**** Available records
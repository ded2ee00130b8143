//! Main content and title extraction

use crate::extract::document::{collapsed_text, PageDocument};

/// Elements that never contribute to page content
pub const NON_CONTENT_TAGS: &[&str] = &["nav", "footer", "script", "style", "header"];

/// Extracts the normalized visible text of the page's main content region
///
/// # Extraction Rules
///
/// 1. Work on a copy with `nav`, `footer`, `script`, `style` and `header` removed
/// 2. Pick the first of `<main>`, `<article>`, `id="content"`, `<body>`
/// 3. Join its text nodes with single spaces, collapse whitespace, trim
///
/// Returns an empty string when no container exists or it holds no text.
///
/// # Example
///
/// ```
/// use campus_crawler::extract::{extract_content, PageDocument};
///
/// let doc = PageDocument::parse(
///     "<body><nav>Menu</nav><main><p>Hello</p>\n<p>world</p></main></body>",
/// );
/// assert_eq!(extract_content(&doc), "Hello world");
/// ```
pub fn extract_content(document: &PageDocument) -> String {
    let working = document.without_elements(NON_CONTENT_TAGS);

    let container = working
        .first_element("main")
        .or_else(|| working.first_element("article"))
        .or_else(|| working.element_by_id("content"))
        .or_else(|| working.body());

    container.map(collapsed_text).unwrap_or_default()
}

/// Extracts a human-readable title: the first `<h1>`, else `<title>`, else ""
///
/// Reads the document as given, so headings inside `<header>` or `<nav>` count.
pub fn extract_title(document: &PageDocument) -> String {
    document
        .first_element("h1")
        .or_else(|| document.first_element("title"))
        .map(collapsed_text)
        .unwrap_or_default()
}
//! Crawl statistics
//!
//! Counters are accumulated by the crawler as it runs and rendered at the end
//! of a CLI run.

use std::collections::BTreeMap;
use std::time::Duration;

/// Crawl statistics summary
#[derive(Debug, Clone, Default, PartialEq, Eq)]
pub struct CrawlStatistics {
    /// Number of page records produced
    pub pages_emitted: u64,

    /// Number of URLs given up after all attempts
    pub pages_failed: u64,

    /// Number of retried fetch attempts
    pub retries: u64,

    /// Links skipped because the URL was already visited
    pub duplicates_skipped: u64,

    /// Links dropped because their host is not allowed
    pub offsite_links_dropped: u64,

    /// Links dropped because they would exceed the maximum depth
    pub depth_limited_links: u64,

    /// Records per section label
    pub pages_by_section: BTreeMap<String, u64>,

    /// Wall-clock duration of the crawl
    pub elapsed: Duration,
}

impl CrawlStatistics {
    /// Counts one emitted record in `section`
    pub fn record_page(&mut self, section: &str) {
        self.pages_emitted += 1;
        *self.pages_by_section.entry(section.to_string()).or_insert(0) += 1;
    }

    /// Total URLs that reached a terminal outcome
    pub fn total_processed(&self) -> u64 {
        self.pages_emitted + self.pages_failed
    }

    /// Percentage of processed URLs that produced a record
    pub fn success_rate(&self) -> f64 {
        let total = self.total_processed();
        if total == 0 {
            return 0.0;
        }
        (self.pages_emitted as f64 / total as f64) * 100.0
    }
}

/// Prints statistics to stdout in a formatted manner
///
/// # Arguments
///
/// * `stats` - The statistics to display
pub fn print_statistics(stats: &CrawlStatistics) {
    println!("=== Crawl Statistics ===\n");

    println!("Overview:");
    println!("  Pages emitted: {}", stats.pages_emitted);
    println!("  Pages failed: {}", stats.pages_failed);
    println!("  Retries: {}", stats.retries);
    println!("  Elapsed: {:.1}s", stats.elapsed.as_secs_f64());
    println!();

    println!("Links Skipped:");
    println!("  Already visited: {}", stats.duplicates_skipped);
    println!("  Off-site: {}", stats.offsite_links_dropped);
    println!("  Beyond max depth: {}", stats.depth_limited_links);
    println!();

    if !stats.pages_by_section.is_empty() {
        println!("Pages by Section:");
        let mut sections: Vec<_> = stats.pages_by_section.iter().collect();
        sections.sort_by(|a, b| b.1.cmp(a.1).then_with(|| a.0.cmp(b.0)));

        for (section, count) in sections {
            let percentage = if stats.pages_emitted > 0 {
                (*count as f64 / stats.pages_emitted as f64) * 100.0
            } else {
                0.0
            };
            println!("  {}: {} ({:.1}%)", section, count, percentage);
        }
        println!();
    }

    println!(
        "Success Rate: {:.1}% ({} / {} pages successfully extracted)",
        stats.success_rate(),
        stats.pages_emitted,
        stats.total_processed()
    );
}
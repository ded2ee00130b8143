//! Scheduler for managing the crawl frontier and politeness
//!
//! This module handles:
//! - The breadth-first frontier queue
//! - The visited set that keeps every URL to a single fetch
//! - Per-host request spacing

use crate::state::DomainState;
use crate::url::normalize_url;
use std::collections::{HashMap, HashSet, VecDeque};
use std::time::Duration;
use tokio::time::Instant;
use tokio_util::sync::CancellationToken;
use url::Url;

/// A URL waiting to be fetched
#[derive(Debug, Clone, PartialEq, Eq)]
pub struct FrontierEntry {
    /// The URL to fetch (fragment removed)
    pub url: Url,

    /// Link distance from the nearest seed
    pub depth: u32,
}

/// Owns the frontier, the visited set and per-host timing
///
/// Entries come out in the order they went in. A URL is visited from the
/// moment it is enqueued, so the same canonical URL is never queued twice.
#[derive(Debug)]
pub struct Scheduler {
    /// Frontier queue of URLs to fetch
    frontier: VecDeque<FrontierEntry>,

    /// Canonical keys of every URL enqueued or fetched
    visited: HashSet<String>,

    /// Canonical keys of fetched URLs (including redirect targets)
    fetched: HashSet<String>,

    /// Per-host timing
    domain_states: HashMap<String, DomainState>,

    /// Minimum spacing between requests to one host
    request_delay: Duration,
}

/// Canonical visited-set key for a URL
fn visit_key(url: &Url) -> String {
    normalize_url(url.as_str())
        .map(String::from)
        .unwrap_or_else(|_| url.to_string())
}

impl Scheduler {
    /// Creates an empty scheduler
    ///
    /// # Arguments
    ///
    /// * `request_delay` - Minimum time between requests to the same host
    pub fn new(request_delay: Duration) -> Self {
        Self {
            frontier: VecDeque::new(),
            visited: HashSet::new(),
            fetched: HashSet::new(),
            domain_states: HashMap::new(),
            request_delay,
        }
    }

    /// Adds a URL to the back of the frontier
    ///
    /// # Returns
    ///
    /// `false` if the URL was already visited (nothing is queued)
    pub fn enqueue(&mut self, mut url: Url, depth: u32) -> bool {
        url.set_fragment(None);

        if !self.visited.insert(visit_key(&url)) {
            return false;
        }

        self.frontier.push_back(FrontierEntry { url, depth });
        true
    }

    /// Takes the next entry from the front of the frontier
    pub fn pop(&mut self) -> Option<FrontierEntry> {
        self.frontier.pop_front()
    }

    /// Records that `url` has been fetched
    ///
    /// Also marks it visited so a later link to it is not queued.
    pub fn mark_fetched(&mut self, url: &Url) {
        let key = visit_key(url);
        self.visited.insert(key.clone());
        self.fetched.insert(key);
    }

    /// Returns true if `url` has already been fetched
    pub fn is_fetched(&self, url: &Url) -> bool {
        self.fetched.contains(&visit_key(url))
    }

    /// Returns true if `url` has been enqueued or fetched
    pub fn is_visited(&self, url: &Url) -> bool {
        self.visited.contains(&visit_key(url))
    }

    /// Waits until a request to `host` is allowed, then records it
    ///
    /// # Returns
    ///
    /// `false` if `cancel` fired before the slot opened (nothing is recorded)
    pub async fn wait_turn(&mut self, host: &str, cancel: &CancellationToken) -> bool {
        let state = self.domain_states.entry(host.to_string()).or_default();

        if let Some(wait) = state.time_until_next_request(self.request_delay, Instant::now()) {
            tracing::debug!("Waiting {:?} before next request to {}", wait, host);
            tokio::select! {
                _ = cancel.cancelled() => return false,
                _ = tokio::time::sleep(wait) => {}
            }
        }

        if cancel.is_cancelled() {
            return false;
        }

        state.record_request(Instant::now());
        true
    }

    /// Returns the number of URLs in the frontier
    pub fn frontier_size(&self) -> usize {
        self.frontier.len()
    }

    /// Returns whether the frontier is empty
    pub fn is_empty(&self) -> bool {
        self.frontier.is_empty()
    }

    /// Returns the number of visited URLs
    pub fn visited_count(&self) -> usize {
        self.visited.len()
    }

    /// Gets the timing state for a host
    pub fn domain_state(&self, host: &str) -> Option<&DomainState> {
        self.domain_states.get(host)
    }
}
********
Look through the records and copy every line that has the word "CancellationToken".

use tokio_util::sync::CancellationToken;
    pub async fn wait_turn(&mut self, host: &str, cancel: &CancellationToken) -> bool {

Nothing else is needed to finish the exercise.